_GOAL OF THE EXERCISE_
Nothing but the lines from the one containing "every authenticated request." through the one containing "pub fn revoke(&self, token: &str, expires_at: usize)", both included, should be given again, each exactly as written below.

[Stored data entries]
-- Opening Marker --
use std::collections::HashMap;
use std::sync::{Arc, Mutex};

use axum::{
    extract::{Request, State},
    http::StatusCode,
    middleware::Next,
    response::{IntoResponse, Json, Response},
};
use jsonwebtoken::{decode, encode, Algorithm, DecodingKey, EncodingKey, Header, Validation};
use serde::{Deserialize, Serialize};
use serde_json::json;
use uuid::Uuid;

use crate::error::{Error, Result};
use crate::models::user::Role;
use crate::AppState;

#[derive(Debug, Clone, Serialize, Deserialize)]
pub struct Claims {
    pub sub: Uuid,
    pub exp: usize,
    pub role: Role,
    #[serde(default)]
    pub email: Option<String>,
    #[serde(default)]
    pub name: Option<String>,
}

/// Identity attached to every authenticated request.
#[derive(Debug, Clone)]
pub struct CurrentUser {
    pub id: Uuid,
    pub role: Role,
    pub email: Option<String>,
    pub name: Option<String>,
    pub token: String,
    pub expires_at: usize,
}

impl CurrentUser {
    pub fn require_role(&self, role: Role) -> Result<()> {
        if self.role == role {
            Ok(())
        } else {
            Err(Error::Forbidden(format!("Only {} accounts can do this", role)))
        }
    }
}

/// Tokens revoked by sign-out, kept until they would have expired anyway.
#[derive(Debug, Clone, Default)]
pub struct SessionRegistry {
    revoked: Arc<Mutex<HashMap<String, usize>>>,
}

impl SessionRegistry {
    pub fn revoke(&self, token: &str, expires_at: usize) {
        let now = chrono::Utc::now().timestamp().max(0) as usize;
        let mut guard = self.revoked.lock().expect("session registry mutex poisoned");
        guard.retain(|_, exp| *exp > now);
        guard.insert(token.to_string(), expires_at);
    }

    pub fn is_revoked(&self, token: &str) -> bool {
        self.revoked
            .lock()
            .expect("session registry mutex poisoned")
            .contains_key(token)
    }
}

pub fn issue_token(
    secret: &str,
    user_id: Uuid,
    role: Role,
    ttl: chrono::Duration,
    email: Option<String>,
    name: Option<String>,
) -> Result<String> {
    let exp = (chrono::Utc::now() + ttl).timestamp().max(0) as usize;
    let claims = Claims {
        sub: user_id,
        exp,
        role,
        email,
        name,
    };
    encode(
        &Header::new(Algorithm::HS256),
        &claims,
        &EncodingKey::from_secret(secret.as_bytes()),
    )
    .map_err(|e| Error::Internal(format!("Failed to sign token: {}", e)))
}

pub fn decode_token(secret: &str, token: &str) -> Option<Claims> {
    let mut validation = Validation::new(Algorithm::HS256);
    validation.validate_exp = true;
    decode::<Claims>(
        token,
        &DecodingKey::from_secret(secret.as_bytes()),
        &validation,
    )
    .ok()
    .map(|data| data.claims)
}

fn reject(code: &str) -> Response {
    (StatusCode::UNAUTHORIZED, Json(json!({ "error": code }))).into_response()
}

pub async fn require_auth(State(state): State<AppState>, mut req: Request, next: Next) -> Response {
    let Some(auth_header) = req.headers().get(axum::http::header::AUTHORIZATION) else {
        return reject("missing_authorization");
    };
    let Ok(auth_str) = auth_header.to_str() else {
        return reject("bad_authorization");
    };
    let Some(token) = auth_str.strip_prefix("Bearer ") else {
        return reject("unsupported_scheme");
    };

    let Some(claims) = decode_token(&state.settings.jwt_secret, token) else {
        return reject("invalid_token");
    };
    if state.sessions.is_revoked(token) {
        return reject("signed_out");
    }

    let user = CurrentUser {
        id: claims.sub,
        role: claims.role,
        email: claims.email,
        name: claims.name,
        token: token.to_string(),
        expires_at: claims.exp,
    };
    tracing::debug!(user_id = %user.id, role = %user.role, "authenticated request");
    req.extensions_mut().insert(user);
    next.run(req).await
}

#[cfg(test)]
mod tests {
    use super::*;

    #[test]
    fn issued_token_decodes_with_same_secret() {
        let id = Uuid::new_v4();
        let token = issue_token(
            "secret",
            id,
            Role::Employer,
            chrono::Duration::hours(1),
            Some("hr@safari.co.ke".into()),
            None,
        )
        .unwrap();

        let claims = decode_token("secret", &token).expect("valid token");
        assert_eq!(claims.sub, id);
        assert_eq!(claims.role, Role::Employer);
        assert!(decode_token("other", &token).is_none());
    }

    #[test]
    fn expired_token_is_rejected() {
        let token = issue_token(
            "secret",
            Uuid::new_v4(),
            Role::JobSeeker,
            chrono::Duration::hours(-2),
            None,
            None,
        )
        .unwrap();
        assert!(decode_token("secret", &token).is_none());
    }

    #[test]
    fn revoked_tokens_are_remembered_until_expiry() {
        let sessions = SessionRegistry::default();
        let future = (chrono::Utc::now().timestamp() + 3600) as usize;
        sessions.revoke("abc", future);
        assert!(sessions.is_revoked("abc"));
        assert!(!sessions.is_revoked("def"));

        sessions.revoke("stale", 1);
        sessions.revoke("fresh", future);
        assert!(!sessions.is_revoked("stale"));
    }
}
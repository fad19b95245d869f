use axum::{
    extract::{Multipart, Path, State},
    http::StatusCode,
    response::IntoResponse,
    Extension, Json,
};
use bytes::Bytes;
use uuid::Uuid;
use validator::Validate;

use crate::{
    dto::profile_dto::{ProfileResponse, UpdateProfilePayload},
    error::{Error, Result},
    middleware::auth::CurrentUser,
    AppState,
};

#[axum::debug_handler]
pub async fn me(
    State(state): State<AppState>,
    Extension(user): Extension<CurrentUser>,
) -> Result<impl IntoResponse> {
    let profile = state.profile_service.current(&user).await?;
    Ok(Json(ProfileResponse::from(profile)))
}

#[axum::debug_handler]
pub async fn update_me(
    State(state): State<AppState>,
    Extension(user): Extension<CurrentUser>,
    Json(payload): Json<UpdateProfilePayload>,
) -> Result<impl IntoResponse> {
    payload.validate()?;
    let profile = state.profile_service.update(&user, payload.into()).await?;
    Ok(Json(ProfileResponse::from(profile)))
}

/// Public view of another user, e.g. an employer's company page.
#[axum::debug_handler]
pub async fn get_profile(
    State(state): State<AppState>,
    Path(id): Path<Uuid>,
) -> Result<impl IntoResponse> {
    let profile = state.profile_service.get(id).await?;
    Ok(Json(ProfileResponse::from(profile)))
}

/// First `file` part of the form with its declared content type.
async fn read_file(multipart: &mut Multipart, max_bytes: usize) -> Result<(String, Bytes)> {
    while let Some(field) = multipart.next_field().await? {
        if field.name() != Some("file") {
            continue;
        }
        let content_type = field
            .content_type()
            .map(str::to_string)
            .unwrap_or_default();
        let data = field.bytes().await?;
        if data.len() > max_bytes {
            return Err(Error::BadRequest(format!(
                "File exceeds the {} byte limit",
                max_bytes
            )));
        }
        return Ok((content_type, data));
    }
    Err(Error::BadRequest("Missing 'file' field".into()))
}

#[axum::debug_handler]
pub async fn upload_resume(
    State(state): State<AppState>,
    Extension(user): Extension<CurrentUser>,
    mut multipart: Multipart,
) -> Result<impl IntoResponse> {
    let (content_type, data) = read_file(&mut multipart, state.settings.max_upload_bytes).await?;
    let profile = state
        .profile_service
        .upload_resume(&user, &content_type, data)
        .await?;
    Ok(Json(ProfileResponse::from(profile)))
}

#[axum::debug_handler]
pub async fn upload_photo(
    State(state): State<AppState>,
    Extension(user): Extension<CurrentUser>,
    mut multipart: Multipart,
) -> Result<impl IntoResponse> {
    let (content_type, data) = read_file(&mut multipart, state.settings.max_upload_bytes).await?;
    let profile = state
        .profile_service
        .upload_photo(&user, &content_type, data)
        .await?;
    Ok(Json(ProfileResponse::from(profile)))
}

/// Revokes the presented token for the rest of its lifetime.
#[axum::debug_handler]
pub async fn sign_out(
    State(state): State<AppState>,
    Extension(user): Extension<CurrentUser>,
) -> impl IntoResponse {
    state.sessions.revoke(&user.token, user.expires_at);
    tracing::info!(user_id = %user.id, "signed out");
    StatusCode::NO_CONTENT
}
-- Closing Marker --
_ANSWER SECTION_
/// Identity attached to every authenticated request.
#[derive(Debug, Clone)]
pub struct CurrentUser {
    pub id: Uuid,
    pub role: Role,
    pub email: Option<String>,
    pub name: Option<String>,
    pub token: String,
    pub expires_at: usize,
}

impl CurrentUser {
    pub fn require_role(&self, role: Role) -> Result<()> {
        if self.role == role {
            Ok(())
        } else {
            Err(Error::Forbidden(format!("Only {} accounts can do this", role)))
        }
    }
}

/// Tokens revoked by sign-out, kept until they would have expired anyway.
#[derive(Debug, Clone, Default)]
pub struct SessionRegistry {
    revoked: Arc<Mutex<HashMap<String, usize>>>,
}

impl SessionRegistry {
    pub fn revoke(&self, token: &str, expires_at: usize) {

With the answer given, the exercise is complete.